Objective: As a reviewer of this PR, I want the change to remain narrowly scoped to prompt strings and the immediately-adjacent context labels and console output, so that translation responsibilities for adjacent surfaces (issues #6 and #7) are not absorbed into this change.

Acceptance Criteria

  1. The change shall not modify any logger.warning(...), logger.info(...), logger.error(...), or logger.debug(...) call in oasis_profile_generator.py (covered by issues #6 / #24 / #25-style backend-log work — the calls already use t("log.profile_generator.*")).

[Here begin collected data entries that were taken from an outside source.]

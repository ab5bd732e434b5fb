use crate::services::{Outcome, ServiceOutcome, any_failed};

/// Prints one line per outcome. Returns true when nothing failed.
pub fn print_outcomes(outcomes: &[ServiceOutcome]) -> bool {
    for outcome in outcomes {
        let marker = match outcome.outcome {
            Outcome::Failed(_) => "✗",
            Outcome::AlreadyRunning | Outcome::AlreadyStopped => "•",
            _ => "✓",
        };
        println!("{marker} {outcome}");
    }

    let failed = outcomes.iter().filter(|o| o.is_failure()).count();
    if failed > 0 {
        println!("{failed} of {} failed", outcomes.len());
    }

    !any_failed(outcomes)
}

  2. The change shall not modify the module docstring, class docstrings, method docstrings, or inline comments in oasis_profile_generator.py (covered by issue #7) — including the inline comments at lines 65, 93, 641, 804807, 816819, etc.
  3. The change shall not modify the _normalize_gender mapping table (Chinese gender keys must remain to handle upstream input).
  4. The change shall not modify the rule-based country: "中国" default in _generate_profile_rule_based.
  5. The change shall not modify the ValueError("LLM_API_KEY 未配置") raise (covered by issue #6).
  6. The change shall not edit any file outside backend/app/services/oasis_profile_generator.py for production code, except for adding test fixtures or scripts under a clearly-isolated directory if a verification harness is needed.
  7. The change shall not introduce a new dependency or modify backend/pyproject.toml / backend/uv.lock.